In-silico approach to characterize the structure and function of a hypothetical protein of Monkeypox virus exploring Chordopox-A20R domain-containing protein activity.

Background: Monkeypox has emerged as a noteworthy worldwide issue due to its daily escalating case count. This illness presents diverse symptoms, including skin manifestations, which have the potential to spread through contact. The transmission of this infectious agent is intricate and readily transfers between individuals.Methods: The hypothetical protein MPXV-SI-2022V502225_00135 strain of monkeypox underwent structural and functional analysis using NCBI-CD Search, Pfam, and InterProScan. Quality assessment utilized PROCHECK, QMEAN, Verify3D, and ERRAT, followed by protein-ligand docking, visualization, and a 100-nanosecond simulation on Schrodinger Maestro.Results: Different physicochemical properties were estimated, indicating a stable molecular weight (49147.14) and theoretical pI (5.62) with functional annotation tools predicting the target protein to contain the domain of Chordopox_A20R domain. In secondary structure analysis, the helix coil was found to be predominant. The three-dimensional (3D) structure of the protein was obtained using a template protein (PDB ID: 6zyc.1), which became more stable after YASARA energy minimization and was validated by quality assessment tools like PROCHECK, QMEAN, Verify3D, and ERRAT. Protein-ligand docking was conducted using PyRx 9.0 software to examine the binding and interactions between a ligand and a hypothetical protein, focusing on various amino acids.
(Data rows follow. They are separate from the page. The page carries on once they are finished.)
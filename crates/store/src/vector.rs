//! Vector math used by similarity search and the preference model.

use feedloom_core::store::IndexHit;

/// Compute cosine similarity between two vectors.
///
/// Returns a value in [-1, 1] where 1 = identical, 0 = orthogonal, -1 = opposite.
/// Returns 0.0 for empty, mismatched, or zero-magnitude inputs.
pub fn cosine_similarity(a: &[f32], b: &[f32]) -> f32 {
    if a.len() != b.len() || a.is_empty() {
        return 0.0;
    }

    let mut dot = 0.0f64;
    let mut norm_a = 0.0f64;
    let mut norm_b = 0.0f64;

    for (x, y) in a.iter().zip(b.iter()) {
        let x = *x as f64;
        let y = *y as f64;
        dot += x * y;
        norm_a += x * x;
        norm_b += y * y;
    }

    let denom = norm_a.sqrt() * norm_b.sqrt();
    if denom < 1e-10 {
        return 0.0;
    }

    (dot / denom) as f32
}

/// `1 - cosine_similarity`, in [0, 2].
pub fn cosine_distance(a: &[f32], b: &[f32]) -> f32 {
    1.0 - cosine_similarity(a, b)
}

/// Arithmetic mean of equally sized vectors.
///
/// Vectors whose length differs from the first one are ignored. Returns
/// `None` when there is nothing to average.
pub fn mean_vector<'a, I>(vectors: I) -> Option<Vec<f32>>
where
    I: IntoIterator<Item = &'a [f32]>,
{
    let mut sum: Vec<f64> = Vec::new();
    let mut count = 0usize;

    for v in vectors {
        if count == 0 {
            if v.is_empty() {
                continue;
            }
            sum = vec![0.0; v.len()];
        } else if v.len() != sum.len() {
            continue;
        }
        for (acc, x) in sum.iter_mut().zip(v) {
            *acc += *x as f64;
        }
        count += 1;
    }

    if count == 0 {
        return None;
    }
    Some(sum.into_iter().map(|s| (s / count as f64) as f32).collect())
}

/// Rank candidates by cosine distance to `query`, closest first, keep `n`.
///
/// Candidates without an embedding are skipped. Ties keep input order.
pub fn nearest(candidates: Vec<IndexHit>, query: &[f32], n: usize) -> Vec<IndexHit> {
    let mut scored: Vec<IndexHit> = candidates
        .into_iter()
        .filter_map(|mut hit| {
            let distance = cosine_distance(hit.embedding.as_deref()?, query);
            hit.distance = Some(distance);
            Some(hit)
        })
        .collect();

    scored.sort_by(|a, b| {
        a.distance
            .partial_cmp(&b.distance)
            .unwrap_or(std::cmp::Ordering::Equal)
    });
    scored.truncate(n);
    scored
}

#[cfg(test)]
mod tests {
    use super::*;
    use feedloom_core::store::{IndexEntry, ItemMetadata};

    fn hit(id: &str, embedding: Option<Vec<f32>>) -> IndexHit {
        IndexHit {
            entry: IndexEntry {
                id: id.into(),
                document: String::new(),
                metadata: ItemMetadata::default(),
            },
            distance: None,
            embedding,
        }
    }

    #[test]
    fn nearest_orders_by_distance() {
        let candidates = vec![
            hit("far", Some(vec![0.0, 1.0])),
            hit("none", None),
            hit("near", Some(vec![1.0, 0.1])),
            hit("exact", Some(vec![2.0, 0.0])),
        ];
        let ranked = nearest(candidates, &[1.0, 0.0], 2);
        let ids: Vec<&str> = ranked.iter().map(|h| h.entry.id.as_str()).collect();
        assert_eq!(ids, vec!["exact", "near"]);
        assert!(ranked[0].distance.unwrap().abs() < 1e-6);
    }

    #[test]
    fn identical_vectors_similarity_is_one() {
        let v = vec![1.0, 2.0, 3.0];
        let sim = cosine_similarity(&v, &v);
        assert!((sim - 1.0).abs() < 1e-6);
    }

    #[test]
    fn orthogonal_vectors_similarity_is_zero() {
        let a = vec![1.0, 0.0];
        let b = vec![0.0, 1.0];
        assert!(cosine_similarity(&a, &b).abs() < 1e-6);
    }

    #[test]
    fn opposite_vectors_distance_is_two() {
        let a = vec![1.0, 0.0];
        let b = vec![-1.0, 0.0];
        assert!((cosine_distance(&a, &b) - 2.0).abs() < 1e-6);
    }

    #[test]
    fn degenerate_inputs_give_zero() {
        assert_eq!(cosine_similarity(&[], &[]), 0.0);
        assert_eq!(cosine_similarity(&[1.0], &[1.0, 2.0]), 0.0);
        assert_eq!(cosine_similarity(&[0.0, 0.0], &[1.0, 1.0]), 0.0);
    }

    #[test]
    fn mean_of_two_vectors() {
        let a = [1.0f32, 3.0];
        let b = [3.0f32, 5.0];
        let mean = mean_vector([&a[..], &b[..]]).unwrap();
        assert_eq!(mean, vec![2.0, 4.0]);
    }

    #[test]
    fn mean_skips_mismatched_lengths() {
        let a = [2.0f32, 2.0];
        let b = [9.0f32];
        let mean = mean_vector([&a[..], &b[..]]).unwrap();
        assert_eq!(mean, vec![2.0, 2.0]);
        assert!(mean_vector(std::iter::empty::<&[f32]>()).is_none());
    }
}
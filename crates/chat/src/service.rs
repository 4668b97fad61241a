//! Session lookup, creation and turn dispatch for callers outside the crate.

use std::sync::Arc;
use std::time::Duration;

use feedloom_config::ChatConfig;
use feedloom_core::message::SessionId;
use feedloom_core::tool::ToolBackend;
use feedloom_providers::ProviderRouter;
use serde::{Deserialize, Serialize};
use tokio::sync::Mutex;
use tracing::{debug, error, info};

use crate::error::{ChatError, Result};
use crate::event::{EventSender, StreamEvent};
use crate::prompt;
use crate::registry::{ActiveStreams, InMemorySessionStore, SessionStore, SharedSession};
use crate::session::ChatSession;
use crate::tool_chat::{DEFAULT_MAX_ATTEMPTS, ToolCallingChatSession};

/// One chat turn request. Accepts both snake_case and camelCase field names.
#[derive(Debug, Clone, Default, Deserialize)]
pub struct ChatRequest {
    #[serde(default, alias = "sessionId")]
    pub session_id: Option<String>,

    #[serde(default)]
    pub message: String,

    #[serde(default, alias = "modelType")]
    pub model_type: Option<String>,

    #[serde(default, alias = "systemPrompt")]
    pub system_prompt: Option<String>,

    /// Deliver the turn on this request's own response instead of a channel
    /// opened earlier.
    #[serde(default, alias = "createStream")]
    pub create_stream: bool,
}

impl ChatRequest {
    pub fn new(message: impl Into<String>) -> Self {
        Self {
            message: message.into(),
            ..Self::default()
        }
    }

    pub fn in_session(mut self, session_id: impl Into<String>) -> Self {
        self.session_id = Some(session_id.into());
        self
    }

    pub fn with_model_type(mut self, model_type: impl Into<String>) -> Self {
        self.model_type = Some(model_type.into());
        self
    }
}

#[derive(Debug, Clone, Serialize)]
pub struct ChatReply {
    pub session_id: SessionId,
    pub response: String,
    pub has_tool_call: bool,
}

pub struct ChatService {
    router: Arc<ProviderRouter>,
    tools: Arc<dyn ToolBackend>,
    sessions: Arc<dyn SessionStore>,
    streams: Arc<ActiveStreams>,
    config: ChatConfig,
    max_attempts: u32,
}

impl ChatService {
    pub fn new(router: Arc<ProviderRouter>, tools: Arc<dyn ToolBackend>, config: ChatConfig) -> Self {
        let sessions = InMemorySessionStore::new(Duration::from_secs(config.session_ttl_secs), config.max_sessions);
        Self {
            router,
            tools,
            sessions: Arc::new(sessions),
            streams: Arc::new(ActiveStreams::new()),
            config,
            max_attempts: DEFAULT_MAX_ATTEMPTS,
        }
    }

    pub fn with_max_attempts(mut self, max_attempts: u32) -> Self {
        self.max_attempts = max_attempts.max(1);
        self
    }

    pub fn with_session_store(mut self, sessions: Arc<dyn SessionStore>) -> Self {
        self.sessions = sessions;
        self
    }

    pub fn streams(&self) -> &Arc<ActiveStreams> {
        &self.streams
    }

    pub fn sessions(&self) -> &Arc<dyn SessionStore> {
        &self.sessions
    }

    pub fn router(&self) -> &Arc<ProviderRouter> {
        &self.router
    }

    /// Existing session for the request, or a new one.
    ///
    /// An existing session keeps the model it was created with.
    async fn session_for(&self, request: &ChatRequest) -> Result<(SessionId, SharedSession)> {
        let id = SessionId::or_generate(request.session_id.as_deref());
        if let Some(session) = self.sessions.get(&id).await {
            if let Some(requested) = request.model_type.as_deref() {
                debug!(session_id = %id, requested, "Keeping the session's original model type");
            }
            return Ok((id, session));
        }

        let resolved = self.router.resolve(request.model_type.as_deref())?;
        let model_type = request
            .model_type
            .as_deref()
            .filter(|t| !t.trim().is_empty())
            .unwrap_or(self.router.default_model_type())
            .to_string();
        let system_prompt = request
            .system_prompt
            .clone()
            .filter(|p| !p.trim().is_empty())
            .unwrap_or_else(|| self.config.system_prompt.clone());

        let base = ChatSession::new(id.clone(), model_type.as_str(), resolved, system_prompt)
            .with_sampling(self.config.temperature, self.config.max_tokens);
        let session = ToolCallingChatSession::create(base, self.tools.clone())
            .await
            .with_max_attempts(self.max_attempts);
        let shared: SharedSession = Arc::new(Mutex::new(session));
        self.sessions.put(id.clone(), shared.clone()).await;
        info!(session_id = %id, model_type = %model_type, "Chat session created");
        Ok((id, shared))
    }

    /// Non-streaming turn.
    pub async fn send(&self, request: ChatRequest) -> Result<ChatReply> {
        validate(&request)?;
        let (session_id, session) = self.session_for(&request).await?;
        let reply = session.lock().await.send(&request.message).await?;
        Ok(ChatReply {
            session_id,
            response: reply.response,
            has_tool_call: reply.has_tool_call,
        })
    }

    /// Start a streaming turn delivered on `tx` and return its session id.
    ///
    /// Validation and model resolution errors are returned before anything
    /// is sent. Once the turn starts, `tx` always receives a final event,
    /// including when the turn task panics.
    pub async fn stream(&self, request: ChatRequest, tx: EventSender) -> Result<SessionId> {
        validate(&request)?;
        let (session_id, session) = self.session_for(&request).await?;

        let turn_tx = tx.clone();
        let message = request.message;
        let turn = tokio::spawn(async move {
            let mut session = session.lock().await;
            session.stream(&message, &turn_tx).await
        });

        let id = session_id.clone();
        tokio::spawn(async move {
            match turn.await {
                Ok(has_tool_call) => debug!(session_id = %id, has_tool_call, "Streaming turn finished"),
                Err(e) => {
                    error!(session_id = %id, error = %e, "Streaming turn aborted");
                    let _ = tx.send(StreamEvent::chunk(prompt::error_chunk(&e), false)).await;
                    let _ = tx.send(StreamEvent::finished(false)).await;
                }
            }
        });

        Ok(session_id)
    }

    /// Streaming turn delivered on the channel the client opened for its session.
    pub async fn stream_to_active(&self, request: ChatRequest) -> Result<SessionId> {
        let id = match request.session_id.as_deref() {
            Some(id) if !id.trim().is_empty() => SessionId::from(id.trim()),
            _ => return Err(ChatError::Validation("session_id is required".into())),
        };
        let tx = self.streams.get(&id).await?;
        self.stream(request, tx).await
    }
}

fn validate(request: &ChatRequest) -> Result<()> {
    if request.message.trim().is_empty() {
        return Err(ChatError::Validation("message must not be empty".into()));
    }
    Ok(())
}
The model structure, active site, and binding site were visualized using the CASTp server, FTsite, and PyMOL. A 100 nanosecond simulation was performed with ligand CID_16124688 to evaluate the efficiency of this protein.Conclusion: The analysis revealed significant binding interactions and enhanced stability, aiding in drug or vaccine design for effective antiviral treatment and patient management.